All the Light we Can’t not See

Frank the Light, Josie the Light, and Bigfoot (Larry)

I’m walking through the supermarket today. I have a list. And I’ve been asked (read: required) by Burke to adhere to it reasonably. Reasonably because she knows there’s no chance I’ll be able to avoid a tiny impulse buy or two. Usually those impulse buys are a bag of grapes or a box of taco shells, a few jars of fruit-on-bottom or oats-on-top yogurt. I have to justify my impulse buy upon return home and I use my walk home to practice that justification. I thought we could use these on…, It’s Friday, isn’t it?, Hey my birthday is in four short months.

But it’s usually ignored.

Today I walk by the endcaps with confidence. I look at my list and know that I am fine. But then I notice a few little capsules, like thick squat plastic pills the size of a coffee mug.

“What are you?” I ask them. As I’m wearing a mask, nobody can tell that I’m speaking. All is well. I pick one of them up.

Home Lantern.

Uh oh.

I begin to sweat almost immediately.

I suppose we all wonder what we manifest of our parents. This has become something of a theme for my middle life crises, which are various, fruitful, and evidently multiplying. I got my mom’s cheeks and my dad’s hair. I got my dad’s temper and my mom’s tendency to discuss topics and argue out loud in public alone. And I got my dad’s impulse buy tendency. Which is our jedi trait.  

As a kid I remember going to a store with my dad for a bag of peanuts and walking out with a TV. Our kitchen cabinets are filled with my father’s impulse buys. We have devices such that we can flash fry a turkey, slow cook an entire cow, and offer the entire United States Marine Corps paninis should they happen to stop by. He has been known to give the oddest Christmas gifts due to his impulse buying, binoculars, a tableside box shaped like a duck, a GPS tracker. Upon my squinty question, his response: “I thought it was neat.” He’s always right.

And man, did I get that characteristic. The Czech Republic’s register lane impulse buys are similar to those I knew in America. Candy, gum, ice cream, and magazines. But the Czechs add their own spin with condoms, razors, and individually wrapped shots of Božkov and Becherovka. So my register impulse buys can get me drunk, shaven, and having safe sex.

The gods of impulse buys must have noticed that I wasn’t going for these items too often, so they organized my local supermarket’s endcaps to be chock full of impulse buys. And not only impulse buys, but the random assortment of impulse buys that I can barely resist.

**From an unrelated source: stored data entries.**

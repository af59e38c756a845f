use std::collections::{HashMap, VecDeque};
use std::time::{Duration, Instant};

use tokio::sync::Mutex;
use tracing::debug;

use crate::gateway::MessageRef;

#[derive(Debug, Clone, Copy)]
struct Route {
    sender_id: u64,
    inserted_at: Instant,
}

#[derive(Default)]
struct Inner {
    routes: HashMap<MessageRef, Route>,
    /// Insertion order; may hold stale keys that were overwritten later.
    order: VecDeque<(MessageRef, Instant)>,
}

impl Inner {
    fn pop_oldest(&mut self) {
        while let Some((key, inserted_at)) = self.order.pop_front() {
            if self
                .routes
                .get(&key)
                .is_some_and(|r| r.inserted_at == inserted_at)
            {
                self.routes.remove(&key);
                return;
            }
        }
    }
}

/// Maps messages in an admin's chat (forwarded copies and routing cards) to
/// the user they came from. Entries expire after `ttl` and the oldest entry
/// is dropped once `capacity` is reached. Lost on restart; the card text is
/// the fallback.
pub struct RouteCache {
    inner: Mutex<Inner>,
    ttl: Duration,
    capacity: usize,
}

impl RouteCache {
    pub fn new(ttl: Duration, capacity: usize) -> Self {
        Self {
            inner: Mutex::new(Inner::default()),
            ttl,
            capacity: capacity.max(1),
        }
    }

    pub async fn insert(&self, message: MessageRef, sender_id: u64) {
        self.insert_at(message, sender_id, Instant::now()).await;
    }

    pub async fn lookup(&self, message: MessageRef) -> Option<u64> {
        self.lookup_at(message, Instant::now()).await
    }

    /// Drop expired entries, returning how many were removed.
    pub async fn evict_expired(&self) -> usize {
        self.evict_expired_at(Instant::now()).await
    }

    pub async fn len(&self) -> usize {
        self.inner.lock().await.routes.len()
    }

    async fn insert_at(&self, message: MessageRef, sender_id: u64, now: Instant) {
        let mut inner = self.inner.lock().await;
        if !inner.routes.contains_key(&message) {
            while inner.routes.len() >= self.capacity {
                inner.pop_oldest();
            }
        }
        inner.routes.insert(
            message,
            Route {
                sender_id,
                inserted_at: now,
            },
        );
        inner.order.push_back((message, now));
    }

    async fn lookup_at(&self, message: MessageRef, now: Instant) -> Option<u64> {
        let mut inner = self.inner.lock().await;
        let route = *inner.routes.get(&message)?;
        if now.saturating_duration_since(route.inserted_at) > self.ttl {
            inner.routes.remove(&message);
            return None;
        }
        Some(route.sender_id)
    }

    async fn evict_expired_at(&self, now: Instant) -> usize {
        let mut inner = self.inner.lock().await;
        let before = inner.routes.len();
        let ttl = self.ttl;
        inner
            .routes
            .retain(|_, r| now.saturating_duration_since(r.inserted_at) <= ttl);
        let Inner { routes, order } = &mut *inner;
        order.retain(|(key, inserted_at)| {
            routes
                .get(key)
                .is_some_and(|r| r.inserted_at == *inserted_at)
        });
        let removed = before - inner.routes.len();
        if removed > 0 {
            debug!("Evicted {} expired route(s)", removed);
        }
        removed
    }
}
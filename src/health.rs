//! Keep-alive endpoint for external uptime probes.

use anyhow::{Context, Result};
use axum::{routing::get, Router};
use tokio::net::TcpListener;
use tracing::info;

const ALIVE: &str = "I am alive!";

async fn alive() -> &'static str {
    ALIVE
}

pub fn routes() -> Router {
    Router::new().route("/", get(alive))
}

pub async fn serve(port: u16) -> Result<()> {
    let addr = format!("0.0.0.0:{port}");
    let listener = TcpListener::bind(&addr)
        .await
        .with_context(|| format!("Failed to bind liveness endpoint to {addr}"))?;

    info!("Liveness endpoint listening on {}", addr);
    axum::serve(listener, routes())
        .await
        .context("Liveness server error")?;

    Ok(())
}
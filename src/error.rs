use thiserror::Error;

/// Failures the relay can run into. Everything except the config variants is
/// caught at the operation that produced it and reported, never propagated
/// out of an update handler.
#[derive(Debug, Error, Clone, PartialEq, Eq)]
pub enum RelayError {
    #[error("required setting {0} is not set")]
    ConfigMissing(&'static str),

    #[error("setting {var} is invalid: {reason}")]
    ConfigInvalid { var: &'static str, reason: String },

    #[error("admin store is unavailable: {0}")]
    RemoteStoreUnavailable(String),

    #[error("failed to save admin list: {0}")]
    RemoteStoreWriteFailed(String),

    #[error("admin persistence is not configured (BIN_ID / BIN_API_KEY)")]
    PersistenceDisabled,

    #[error("only the owner can manage admins")]
    NotOwner,

    #[error("the owner cannot be removed")]
    OwnerImmutable,

    #[error("delivery to {recipient} failed: {reason}")]
    DeliveryFailed { recipient: u64, reason: String },

    #[error("could not determine who this reply is addressed to")]
    UnresolvedTarget,
}
use async_trait::async_trait;
use thiserror::Error;

/// A message as the platform addresses it.
#[derive(Debug, Clone, Copy, PartialEq, Eq, Hash)]
pub struct MessageRef {
    pub chat_id: i64,
    pub message_id: i32,
}

impl MessageRef {
    pub fn new(chat_id: i64, message_id: i32) -> Self {
        Self {
            chat_id,
            message_id,
        }
    }
}

#[derive(Debug, Clone, Error, PartialEq, Eq)]
pub enum GatewayError {
    #[error("the recipient has blocked the bot")]
    Blocked,
    #[error("{0}")]
    Api(String),
}

/// The handful of chat primitives the relay needs. Implemented over teloxide
/// in `platform::telegram`, and by an in-memory recorder in tests.
#[async_trait]
pub trait MessageGateway: Send + Sync {
    async fn send_text(
        &self,
        chat_id: i64,
        text: &str,
        reply_to: Option<i32>,
    ) -> Result<MessageRef, GatewayError>;

    /// Platform-level forward; keeps the original media and the forward header.
    async fn forward(&self, to_chat: i64, source: MessageRef) -> Result<MessageRef, GatewayError>;

    /// Copy without the forward header.
    async fn copy(&self, to_chat: i64, source: MessageRef) -> Result<MessageRef, GatewayError>;

    async fn react(&self, target: MessageRef, emoji: &str) -> Result<(), GatewayError>;
}
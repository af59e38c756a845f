//! Routing cards: the text sent to each admin right after a forwarded user
//! message. The card carries the sender id so a reply to it can be routed
//! back even when the in-process route cache no longer knows the message.

use std::sync::LazyLock;

use regex::Regex;

/// Start of the card line that carries the sender id.
pub const MARKER: &str = "🆔 ID:";

static ID_PATTERN: LazyLock<Regex> =
    LazyLock::new(|| Regex::new(r"^🆔 ID:\s*`?(\d+)`?").expect("id pattern is valid"));

pub fn render(sender_id: u64, name: &str, username: Option<&str>) -> String {
    let who = match username {
        Some(username) => format!("{} (@{})", name, username),
        None => name.to_string(),
    };
    format!(
        "📩 Сообщение от {}\n🆔 ID: {}\n↩️ Ответьте на это сообщение, чтобы написать пользователю.",
        who, sender_id
    )
}

/// Extract the sender id from card text. Only a line starting with the marker
/// counts, so a display name on the first line cannot spoof it. The first such
/// line decides; missing digits, or a value that is not a positive user chat
/// id, give no match.
pub fn parse_sender_id(text: &str) -> Option<u64> {
    let line = text.lines().find(|line| line.starts_with(MARKER))?;
    let caps = ID_PATTERN.captures(line)?;
    let id = caps.get(1)?.as_str().parse::<i64>().ok()?;
    u64::try_from(id).ok().filter(|id| *id > 0)
}
use std::sync::Arc;

use futures::future::join_all;
use teloxide::utils::command::BotCommands;
use tracing::{debug, error, info, warn};

use crate::admins::{AdminRegistry, AdminSnapshot, Freshness};
use crate::card;
use crate::commands::{self, Command, Parsed};
use crate::error::RelayError;
use crate::gateway::{GatewayError, MessageGateway, MessageRef};
use crate::platform::{ChatKind, InboundMessage, ReplyContext, Sender};
use crate::routes::RouteCache;

const ACK_REACTION: &str = "👍";

const ADMIN_GREETING: &str =
    "Привет, Админ! Просто отвечай (Reply) на пересланные сообщения, чтобы писать пользователям.";
const USER_GREETING: &str =
    "Приветствую! Напиши сообщение в чат, чтобы передать его администратору.";
const UNRESOLVED_HINT: &str = "⚠️ Не могу определить, кому отправить ответ. \
     Ответьте (Reply) на пересланное сообщение или на карточку с 🆔 ID, которая приходит следом за ним. \
     Если у пользователя скрыт профиль, ответ возможен только через карточку.";

#[derive(Debug, Clone, PartialEq, Eq)]
pub enum DeliveryStatus {
    Delivered,
    Blocked,
    Failed(String),
}

#[derive(Debug, Clone, Default, PartialEq, Eq)]
pub struct DeliveryReport {
    pub outcomes: Vec<(u64, DeliveryStatus)>,
}

impl DeliveryReport {
    pub fn delivered(&self) -> usize {
        self.count(|s| matches!(s, DeliveryStatus::Delivered))
    }

    pub fn blocked(&self) -> usize {
        self.count(|s| matches!(s, DeliveryStatus::Blocked))
    }

    pub fn failed(&self) -> usize {
        self.count(|s| matches!(s, DeliveryStatus::Failed(_)))
    }

    fn count(&self, pred: impl Fn(&DeliveryStatus) -> bool) -> usize {
        self.outcomes.iter().filter(|(_, s)| pred(s)).count()
    }
}

#[derive(Debug, Clone, Copy, PartialEq, Eq)]
pub enum TargetSource {
    RouteCache,
    Card,
    ForwardOrigin,
}

#[derive(Debug, Clone, Copy, PartialEq, Eq)]
pub struct Target {
    pub user_id: u64,
    pub source: TargetSource,
}

#[derive(Debug, Clone, PartialEq, Eq)]
pub enum RouteOutcome {
    Ignored,
    Command,
    FannedOut(DeliveryReport),
    /// Admin wrote something that is not a reply.
    AdminIdle,
    Replied { user_id: u64 },
    Unresolved,
    ReplyFailed { user_id: u64, reason: String },
}

/// Private chat of a user. Telegram gives groups and channels negative ids, so
/// anything that does not fit a positive `i64` is not a user.
fn chat_of(user_id: u64) -> Option<i64> {
    i64::try_from(user_id).ok().filter(|chat| *chat > 0)
}

/// Decides, per message, whether to fan out to admins or route an admin's
/// reply back to a user.
pub struct Router {
    admins: AdminRegistry,
    gateway: Arc<dyn MessageGateway>,
    routes: Arc<RouteCache>,
    bot_name: String,
}

impl Router {
    pub fn new(
        admins: AdminRegistry,
        gateway: Arc<dyn MessageGateway>,
        routes: Arc<RouteCache>,
        bot_name: impl Into<String>,
    ) -> Self {
        Self {
            admins,
            gateway,
            routes,
            bot_name: bot_name.into(),
        }
    }

    pub async fn handle(&self, msg: &InboundMessage) -> RouteOutcome {
        if msg.chat_kind != ChatKind::Private {
            debug!("Ignoring message from non-private chat {}", msg.chat_id);
            return RouteOutcome::Ignored;
        }
        let Some(sender) = &msg.sender else {
            return RouteOutcome::Ignored;
        };

        let snapshot = self.admins.get_admins().await;
        let is_admin = snapshot.contains(sender.id);

        if let Some(text) = &msg.text {
            match commands::parse(text, &self.bot_name) {
                Parsed::Command(command) if is_admin || !command.is_management() => {
                    self.handle_command(msg, sender, is_admin, command).await;
                    return RouteOutcome::Command;
                }
                Parsed::Malformed if is_admin => {
                    self.notify(msg.chat_id, commands::USAGE).await;
                    return RouteOutcome::Command;
                }
                _ => {}
            }
        }

        match (is_admin, &msg.reply_to) {
            (false, _) => {
                RouteOutcome::FannedOut(self.fan_out(msg, sender, &snapshot).await)
            }
            (true, None) => {
                debug!("Admin {} sent a non-reply message; nothing to route", sender.id);
                RouteOutcome::AdminIdle
            }
            (true, Some(reply)) => self.reply_to_user(msg, sender, reply).await,
        }
    }

    /// Forward the message to every admin, each followed by a routing card.
    pub async fn fan_out(
        &self,
        msg: &InboundMessage,
        sender: &Sender,
        snapshot: &AdminSnapshot,
    ) -> DeliveryReport {
        if let Freshness::Unavailable(reason) = &snapshot.freshness {
            warn!(
                "Admin store unavailable ({}); message from {} goes to the owner only",
                reason, sender.id
            );
        }

        let source = msg.message_ref();
        let card = card::render(sender.id, &sender.name, sender.username.as_deref());
        let deliveries = snapshot
            .ids
            .iter()
            .map(|&admin| self.deliver_to_admin(admin, source, sender.id, &card));

        let report = DeliveryReport {
            outcomes: join_all(deliveries).await,
        };

        info!(
            "Message from {} fanned out: {} delivered, {} blocked, {} failed",
            sender.id,
            report.delivered(),
            report.blocked(),
            report.failed()
        );
        if report.delivered() == 0 {
            error!("Message from {} reached no admin", sender.id);
        }
        report
    }

    async fn deliver_to_admin(
        &self,
        admin: u64,
        source: MessageRef,
        sender_id: u64,
        card: &str,
    ) -> (u64, DeliveryStatus) {
        let Some(chat) = chat_of(admin) else {
            error!("Admin id {} is not a valid user chat", admin);
            return (admin, DeliveryStatus::Failed("invalid user id".to_string()));
        };
        let forwarded = match self.gateway.forward(chat, source).await {
            Ok(forwarded) => forwarded,
            Err(GatewayError::Blocked) => {
                warn!("Admin {} has blocked the bot", admin);
                return (admin, DeliveryStatus::Blocked);
            }
            Err(e) => {
                error!("Failed to forward to admin {}: {}", admin, e);
                return (admin, DeliveryStatus::Failed(e.to_string()));
            }
        };
        self.routes.insert(forwarded, sender_id).await;

        match self
            .gateway
            .send_text(chat, card, Some(forwarded.message_id))
            .await
        {
            Ok(card_ref) => self.routes.insert(card_ref, sender_id).await,
            Err(e) => warn!("Forwarded to admin {} but the routing card failed: {}", admin, e),
        }

        (admin, DeliveryStatus::Delivered)
    }

    /// Work out which user an admin's reply is meant for.
    pub async fn resolve_target(
        &self,
        replied: MessageRef,
        reply: &ReplyContext,
    ) -> Result<Target, RelayError> {
        let usable = |id: &u64| chat_of(*id).is_some();

        if let Some(user_id) = self.routes.lookup(replied).await.filter(usable) {
            return Ok(Target {
                user_id,
                source: TargetSource::RouteCache,
            });
        }

        if let Some(user_id) = reply
            .text
            .as_deref()
            .and_then(card::parse_sender_id)
            .filter(usable)
        {
            return Ok(Target {
                user_id,
                source: TargetSource::Card,
            });
        }

        if let Some(user_id) = reply.forward_origin.filter(usable) {
            return Ok(Target {
                user_id,
                source: TargetSource::ForwardOrigin,
            });
        }

        Err(RelayError::UnresolvedTarget)
    }

    async fn reply_to_user(
        &self,
        msg: &InboundMessage,
        admin: &Sender,
        reply: &ReplyContext,
    ) -> RouteOutcome {
        let replied = MessageRef::new(msg.chat_id, reply.message_id);
        let resolved = self
            .resolve_target(replied, reply)
            .await
            .and_then(|target| {
                chat_of(target.user_id)
                    .map(|chat| (target, chat))
                    .ok_or(RelayError::UnresolvedTarget)
            });
        let (target, chat) = match resolved {
            Ok(resolved) => resolved,
            Err(e) => {
                warn!("Admin {} replied to message {}: {}", admin.id, reply.message_id, e);
                self.notify(msg.chat_id, UNRESOLVED_HINT).await;
                return RouteOutcome::Unresolved;
            }
        };

        debug!(
            "Routing reply from admin {} to user {} (via {:?})",
            admin.id, target.user_id, target.source
        );

        if let Err(e) = self.gateway.copy(chat, msg.message_ref()).await {
            let failure = RelayError::DeliveryFailed {
                recipient: target.user_id,
                reason: e.to_string(),
            };
            warn!("{}", failure);
            self.notify(
                msg.chat_id,
                &format!(
                    "Не удалось отправить (возможно, пользователь заблокировал бота): {}",
                    e
                ),
            )
            .await;
            return RouteOutcome::ReplyFailed {
                user_id: target.user_id,
                reason: e.to_string(),
            };
        }

        info!("Reply from admin {} delivered to user {}", admin.id, target.user_id);
        if let Err(e) = self.gateway.react(msg.message_ref(), ACK_REACTION).await {
            warn!("Delivered, but could not react to the admin's message: {}", e);
        }

        RouteOutcome::Replied {
            user_id: target.user_id,
        }
    }

    async fn handle_command(
        &self,
        msg: &InboundMessage,
        sender: &Sender,
        is_admin: bool,
        command: Command,
    ) {
        let text = match command {
            Command::Start => greeting(is_admin).to_string(),
            Command::Help if is_admin => Command::descriptions().to_string(),
            Command::Help => greeting(false).to_string(),
            Command::Add(id) => match self.admins.add_admin(sender.id, id).await {
                Ok(set) => format!("✅ {} добавлен в админы. Всего админов: {}", id, set.len()),
                Err(e) => failure_text(&e),
            },
            Command::Remove(id) => match self.admins.remove_admin(sender.id, id).await {
                Ok(set) => format!("✅ {} удалён из админов. Всего админов: {}", id, set.len()),
                Err(e) => failure_text(&e),
            },
            Command::Admins => match self.admins.list_admins(sender.id).await {
                Ok(snapshot) => self.render_admin_list(&snapshot),
                Err(e) => failure_text(&e),
            },
        };
        self.notify(msg.chat_id, &text).await;
    }

    fn render_admin_list(&self, snapshot: &AdminSnapshot) -> String {
        let mut text = String::from("👥 Админы:\n");
        for id in &snapshot.ids {
            if self.admins.is_owner(*id) {
                text.push_str(&format!("• {} (владелец)\n", id));
            } else {
                text.push_str(&format!("• {}\n", id));
            }
        }
        match &snapshot.freshness {
            Freshness::Fresh => {}
            Freshness::Disabled => {
                text.push_str("\nℹ️ Хранилище не настроено: сообщения получает только владелец.")
            }
            Freshness::Unavailable(reason) => {
                text.push_str(&format!("\n⚠️ Хранилище недоступно: {}", reason))
            }
        }
        text
    }

    async fn notify(&self, chat_id: i64, text: &str) {
        if let Err(e) = self.gateway.send_text(chat_id, text, None).await {
            error!("Failed to send message to chat {}: {}", chat_id, e);
        }
    }
}

fn greeting(is_admin: bool) -> &'static str {
    if is_admin {
        ADMIN_GREETING
    } else {
        USER_GREETING
    }
}

fn failure_text(error: &RelayError) -> String {
    match error {
        RelayError::NotOwner => "⛔ Управлять админами может только владелец.".to_string(),
        RelayError::OwnerImmutable => "⛔ Владельца нельзя удалить.".to_string(),
        other => format!("❌ Не удалось выполнить команду: {}", other),
    }
}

And so I walk past the endcaps with my hands up against my eyes working as blinders, so as to not bemoan the cutting boards, veggie knives, stickers, ice cube trays, and notebooks that I have been prohibited from buying. And that worked fine, until I saw the lantern. Lanterns.

See, one other manifestation that I inherited from my mother is a love of portable illumination. Every birthday or Christmas, my mother can be counted on to give each of us a flashlight, an emergency light for the car, a special lightbulb, a reading lamp that attaches to a computer, or some other gadget that will provide light and isn’t secured to the floor. The root of this obsession has been a topic of discussion amongst my self and my siblings for years. We don’t know if it was a blackout at an early age, being locked in a dark basement, or an early walk through a dark forest. It’s just always been that way.

The moment I see the lanterns marries my father’s impulse-buy gene to my mother’s obsession with portable illumination. And I don’t stand a chance. Also, they are on sale. I’m toast. I buy two.   

A person has to be true to their nature. Nevertheless, I practice my justification on the walk home. Come on, these are just good thinking….

It doesn’t matter. The moment I show them to Burke, she says “Wow, just like your mom!”

I fill the lanterns with batteries. I am the source of mild mockery until bedtime when, turning on my bedside lamp, we blow a fuse and every light is out. We are in the dark in the middle of the night. But never fear! Though I have a choice between four flashlights, two portable lightbulbs, two reading lamps, and an electric candle all from my mom, I choose the new lantern! I raise its head, thus spreading glorious brilliant light on the bedroom like someone on the cover of a Led Zeppelin album. I walk with it to the fuse box in my nightshirt and feel like Ebenezer Scrooge. I walk out into the hallway to the main breaker. I go from goat to hero in one blown fuse.

The neighbors don’t come out to see what’s going on, but if they did, they would have said “That’s a hell of a light. Where’d you get it? Also, where are your pants?” And I would have told them eagerly, thus manifesting another characteristic of my father’s: the good deal brag.